__What to produce__
Please repeat all of the records, keeping every word unchanged.
**** Data for processing
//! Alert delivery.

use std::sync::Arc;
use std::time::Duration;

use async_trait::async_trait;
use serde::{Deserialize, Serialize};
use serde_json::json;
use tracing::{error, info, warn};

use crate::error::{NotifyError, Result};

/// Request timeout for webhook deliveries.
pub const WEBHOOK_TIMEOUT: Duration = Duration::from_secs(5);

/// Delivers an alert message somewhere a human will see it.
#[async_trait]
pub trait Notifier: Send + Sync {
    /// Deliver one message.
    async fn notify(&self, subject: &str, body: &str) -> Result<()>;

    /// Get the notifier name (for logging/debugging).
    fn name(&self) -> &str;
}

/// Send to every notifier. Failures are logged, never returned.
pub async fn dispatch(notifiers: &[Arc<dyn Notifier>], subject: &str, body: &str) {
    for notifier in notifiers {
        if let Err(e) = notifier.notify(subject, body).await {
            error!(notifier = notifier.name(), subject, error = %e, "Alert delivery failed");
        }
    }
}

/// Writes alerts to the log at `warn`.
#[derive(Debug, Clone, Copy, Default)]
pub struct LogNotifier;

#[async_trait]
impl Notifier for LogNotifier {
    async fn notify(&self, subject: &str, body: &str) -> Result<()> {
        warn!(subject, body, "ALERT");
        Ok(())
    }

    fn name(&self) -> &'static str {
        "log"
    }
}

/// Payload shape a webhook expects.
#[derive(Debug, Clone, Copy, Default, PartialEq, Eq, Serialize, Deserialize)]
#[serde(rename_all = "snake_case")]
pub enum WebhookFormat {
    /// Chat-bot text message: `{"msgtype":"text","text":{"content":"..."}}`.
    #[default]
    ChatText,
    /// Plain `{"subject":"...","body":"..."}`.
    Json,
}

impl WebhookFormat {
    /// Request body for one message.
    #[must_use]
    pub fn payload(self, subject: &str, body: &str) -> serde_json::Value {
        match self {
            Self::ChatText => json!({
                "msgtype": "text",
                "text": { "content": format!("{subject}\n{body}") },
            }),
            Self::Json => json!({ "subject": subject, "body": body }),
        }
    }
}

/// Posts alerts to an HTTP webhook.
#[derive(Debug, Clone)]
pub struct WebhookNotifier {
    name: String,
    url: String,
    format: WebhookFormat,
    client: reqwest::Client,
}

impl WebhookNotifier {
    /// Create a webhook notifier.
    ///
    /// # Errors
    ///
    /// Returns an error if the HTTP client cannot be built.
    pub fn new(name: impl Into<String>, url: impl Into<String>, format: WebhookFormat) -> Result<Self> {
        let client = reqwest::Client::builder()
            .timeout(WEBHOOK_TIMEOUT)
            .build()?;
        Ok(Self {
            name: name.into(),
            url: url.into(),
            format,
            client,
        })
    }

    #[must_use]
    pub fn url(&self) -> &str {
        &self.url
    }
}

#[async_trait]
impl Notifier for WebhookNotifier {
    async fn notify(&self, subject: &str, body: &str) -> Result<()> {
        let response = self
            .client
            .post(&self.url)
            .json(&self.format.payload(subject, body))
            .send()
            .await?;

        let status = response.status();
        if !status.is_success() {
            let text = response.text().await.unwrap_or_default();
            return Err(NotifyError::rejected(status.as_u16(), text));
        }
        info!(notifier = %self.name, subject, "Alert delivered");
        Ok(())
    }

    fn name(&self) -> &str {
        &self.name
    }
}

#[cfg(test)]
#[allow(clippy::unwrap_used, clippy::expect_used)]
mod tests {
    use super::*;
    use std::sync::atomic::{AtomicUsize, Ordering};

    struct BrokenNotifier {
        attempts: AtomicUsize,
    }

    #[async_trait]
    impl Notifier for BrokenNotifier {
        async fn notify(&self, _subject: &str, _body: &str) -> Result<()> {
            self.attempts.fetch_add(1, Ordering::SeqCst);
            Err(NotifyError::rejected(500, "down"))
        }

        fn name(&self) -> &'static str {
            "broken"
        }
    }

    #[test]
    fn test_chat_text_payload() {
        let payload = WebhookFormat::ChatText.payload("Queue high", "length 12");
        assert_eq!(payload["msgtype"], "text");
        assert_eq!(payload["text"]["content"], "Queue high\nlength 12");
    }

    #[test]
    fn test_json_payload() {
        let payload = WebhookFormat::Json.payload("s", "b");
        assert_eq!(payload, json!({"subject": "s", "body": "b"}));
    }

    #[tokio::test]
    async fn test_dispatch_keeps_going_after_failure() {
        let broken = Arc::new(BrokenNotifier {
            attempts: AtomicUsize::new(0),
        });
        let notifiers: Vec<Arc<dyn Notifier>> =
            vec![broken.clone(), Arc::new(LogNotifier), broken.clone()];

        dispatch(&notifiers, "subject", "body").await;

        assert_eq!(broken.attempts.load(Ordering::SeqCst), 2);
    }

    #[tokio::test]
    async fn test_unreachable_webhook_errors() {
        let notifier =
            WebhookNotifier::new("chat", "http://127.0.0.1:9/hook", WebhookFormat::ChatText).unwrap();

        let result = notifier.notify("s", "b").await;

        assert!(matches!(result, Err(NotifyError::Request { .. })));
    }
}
********
__Expected answer__
//! Alert delivery.

use std::sync::Arc;
use std::time::Duration;

use async_trait::async_trait;
use serde::{Deserialize, Serialize};
use serde_json::json;
use tracing::{error, info, warn};

use crate::error::{NotifyError, Result};

/// Request timeout for webhook deliveries.
pub const WEBHOOK_TIMEOUT: Duration = Duration::from_secs(5);

/// Delivers an alert message somewhere a human will see it.
#[async_trait]
pub trait Notifier: Send + Sync {
    /// Deliver one message.
    async fn notify(&self, subject: &str, body: &str) -> Result<()>;

    /// Get the notifier name (for logging/debugging).
    fn name(&self) -> &str;
}

/// Send to every notifier. Failures are logged, never returned.
pub async fn dispatch(notifiers: &[Arc<dyn Notifier>], subject: &str, body: &str) {
    for notifier in notifiers {
        if let Err(e) = notifier.notify(subject, body).await {
            error!(notifier = notifier.name(), subject, error = %e, "Alert delivery failed");
        }
    }
}

/// Writes alerts to the log at `warn`.
#[derive(Debug, Clone, Copy, Default)]
pub struct LogNotifier;

#[async_trait]
impl Notifier for LogNotifier {
    async fn notify(&self, subject: &str, body: &str) -> Result<()> {
        warn!(subject, body, "ALERT");
        Ok(())
    }

    fn name(&self) -> &'static str {
        "log"
    }
}

/// Payload shape a webhook expects.
#[derive(Debug, Clone, Copy, Default, PartialEq, Eq, Serialize, Deserialize)]
#[serde(rename_all = "snake_case")]
pub enum WebhookFormat {
    /// Chat-bot text message: `{"msgtype":"text","text":{"content":"..."}}`.
    #[default]
    ChatText,
    /// Plain `{"subject":"...","body":"..."}`.
    Json,
}

impl WebhookFormat {
    /// Request body for one message.
    #[must_use]
    pub fn payload(self, subject: &str, body: &str) -> serde_json::Value {
        match self {
            Self::ChatText => json!({
                "msgtype": "text",
                "text": { "content": format!("{subject}\n{body}") },
            }),
            Self::Json => json!({ "subject": subject, "body": body }),
        }
    }
}

/// Posts alerts to an HTTP webhook.
#[derive(Debug, Clone)]
pub struct WebhookNotifier {
    name: String,
    url: String,
    format: WebhookFormat,
    client: reqwest::Client,
}

impl WebhookNotifier {
    /// Create a webhook notifier.
    ///
    /// # Errors
    ///
    /// Returns an error if the HTTP client cannot be built.
    pub fn new(name: impl Into<String>, url: impl Into<String>, format: WebhookFormat) -> Result<Self> {
        let client = reqwest::Client::builder()
            .timeout(WEBHOOK_TIMEOUT)
            .build()?;
        Ok(Self {
            name: name.into(),
            url: url.into(),
            format,
            client,
        })
    }

    #[must_use]
    pub fn url(&self) -> &str {
        &self.url
    }
}

#[async_trait]
impl Notifier for WebhookNotifier {
    async fn notify(&self, subject: &str, body: &str) -> Result<()> {
        let response = self
            .client
            .post(&self.url)
            .json(&self.format.payload(subject, body))
            .send()
            .await?;

        let status = response.status();
        if !status.is_success() {
            let text = response.text().await.unwrap_or_default();
            return Err(NotifyError::rejected(status.as_u16(), text));
        }
        info!(notifier = %self.name, subject, "Alert delivered");
        Ok(())
    }

    fn name(&self) -> &str {
        &self.name
    }
}

#[cfg(test)]
#[allow(clippy::unwrap_used, clippy::expect_used)]
mod tests {
    use super::*;
    use std::sync::atomic::{AtomicUsize, Ordering};

    struct BrokenNotifier {
        attempts: AtomicUsize,
    }

    #[async_trait]
    impl Notifier for BrokenNotifier {
        async fn notify(&self, _subject: &str, _body: &str) -> Result<()> {
            self.attempts.fetch_add(1, Ordering::SeqCst);
            Err(NotifyError::rejected(500, "down"))
        }

        fn name(&self) -> &'static str {
            "broken"
        }
    }

    #[test]
    fn test_chat_text_payload() {
        let payload = WebhookFormat::ChatText.payload("Queue high", "length 12");
        assert_eq!(payload["msgtype"], "text");
        assert_eq!(payload["text"]["content"], "Queue high\nlength 12");
    }

    #[test]
    fn test_json_payload() {
        let payload = WebhookFormat::Json.payload("s", "b");
        assert_eq!(payload, json!({"subject": "s", "body": "b"}));
    }

    #[tokio::test]
    async fn test_dispatch_keeps_going_after_failure() {
        let broken = Arc::new(BrokenNotifier {
            attempts: AtomicUsize::new(0),
        });
        let notifiers: Vec<Arc<dyn Notifier>> =
            vec![broken.clone(), Arc::new(LogNotifier), broken.clone()];

        dispatch(&notifiers, "subject", "body").await;

        assert_eq!(broken.attempts.load(Ordering::SeqCst), 2);
    }

    #[tokio::test]
    async fn test_unreachable_webhook_errors() {
        let notifier =
            WebhookNotifier::new("chat", "http://127.0.0.1:9/hook", WebhookFormat::ChatText).unwrap();

        let result = notifier.notify("s", "b").await;

        assert!(matches!(result, Err(NotifyError::Request { .. })));
    }
}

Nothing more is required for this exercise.